**Exercise description:** Each entry is to be transcribed exactly, with nothing added or dropped.

──────

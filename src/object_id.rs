//! SHA-1 object identifier
//!
//! Object IDs are 40-character lowercase hexadecimal strings representing
//! SHA-1 hashes. The index stores them as 20 raw bytes; both the per-entry
//! content hashes and the trailing file checksum use this form.

use crate::format_error::FormatError;

/// Length of an object ID in hexadecimal characters
pub const OBJECT_ID_LENGTH: usize = 40;

/// Size of an object ID in raw bytes
pub const OBJECT_ID_SIZE: usize = 20;

/// SHA-1 object identifier
///
/// A 40-character hexadecimal string that uniquely identifies a piece of
/// content. Decoded values are always lowercase.
#[derive(Debug, Clone, PartialEq, Eq, Hash, Default, PartialOrd, Ord)]
pub struct ObjectId(String);

impl ObjectId {
    /// Parse and validate an object ID from a string
    ///
    /// # Arguments
    ///
    /// * `id` - 40-character hexadecimal string
    ///
    /// # Returns
    ///
    /// Validated ObjectId or error if invalid length/characters
    pub fn try_parse(id: String) -> Result<Self, FormatError> {
        if id.len() != OBJECT_ID_LENGTH {
            return Err(FormatError::InvalidObjectId(format!(
                "invalid length: {}",
                id.len()
            )));
        }
        if !id.chars().all(|c| c.is_ascii_hexdigit()) {
            return Err(FormatError::InvalidObjectId(id));
        }
        Ok(Self(id))
    }

    /// Hex-encode an object ID from its 20-byte binary form
    ///
    /// Converts the raw bytes to a 40-character lowercase hex string.
    pub fn from_h40(bytes: &[u8]) -> Result<Self, FormatError> {
        let mut hex40 = String::with_capacity(OBJECT_ID_LENGTH);

        for byte in bytes {
            hex40.push_str(&format!("{byte:02x}"));
        }

        Self::try_parse(hex40)
    }
}

impl AsRef<str> for ObjectId {
    fn as_ref(&self) -> &str {
        &self.0
    }
}

impl std::fmt::Display for ObjectId {
    fn fmt(&self, f: &mut std::fmt::Formatter<'_>) -> std::fmt::Result {
        write!(f, "{}", self.0)
    }
}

──────

**Output below:**
filename src/object_id.rs
//! SHA-1 object identifier
//!
//! Object IDs are 40-character lowercase hexadecimal strings representing
//! SHA-1 hashes. The index stores them as 20 raw bytes; both the per-entry
//! content hashes and the trailing file checksum use this form.

use crate::format_error::FormatError;

/// Length of an object ID in hexadecimal characters
pub const OBJECT_ID_LENGTH: usize = 40;

/// Size of an object ID in raw bytes
pub const OBJECT_ID_SIZE: usize = 20;

/// SHA-1 object identifier
///
/// A 40-character hexadecimal string that uniquely identifies a piece of
/// content. Decoded values are always lowercase.
#[derive(Debug, Clone, PartialEq, Eq, Hash, Default, PartialOrd, Ord)]
pub struct ObjectId(String);

impl ObjectId {
    /// Parse and validate an object ID from a string
    ///
    /// # Arguments
    ///
    /// * `id` - 40-character hexadecimal string
    ///
    /// # Returns
    ///
    /// Validated ObjectId or error if invalid length/characters
    pub fn try_parse(id: String) -> Result<Self, FormatError> {
        if id.len() != OBJECT_ID_LENGTH {
            return Err(FormatError::InvalidObjectId(format!(
                "invalid length: {}",
                id.len()
            )));
        }
        if !id.chars().all(|c| c.is_ascii_hexdigit()) {
            return Err(FormatError::InvalidObjectId(id));
        }
        Ok(Self(id))
    }

    /// Hex-encode an object ID from its 20-byte binary form
    ///
    /// Converts the raw bytes to a 40-character lowercase hex string.
    pub fn from_h40(bytes: &[u8]) -> Result<Self, FormatError> {
        let mut hex40 = String::with_capacity(OBJECT_ID_LENGTH);

        for byte in bytes {
            hex40.push_str(&format!("{byte:02x}"));
        }

        Self::try_parse(hex40)
    }
}

impl AsRef<str> for ObjectId {
    fn as_ref(&self) -> &str {
        &self.0
    }
}

impl std::fmt::Display for ObjectId {
    fn fmt(&self, f: &mut std::fmt::Formatter<'_>) -> std::fmt::Result {
        write!(f, "{}", self.0)
    }
}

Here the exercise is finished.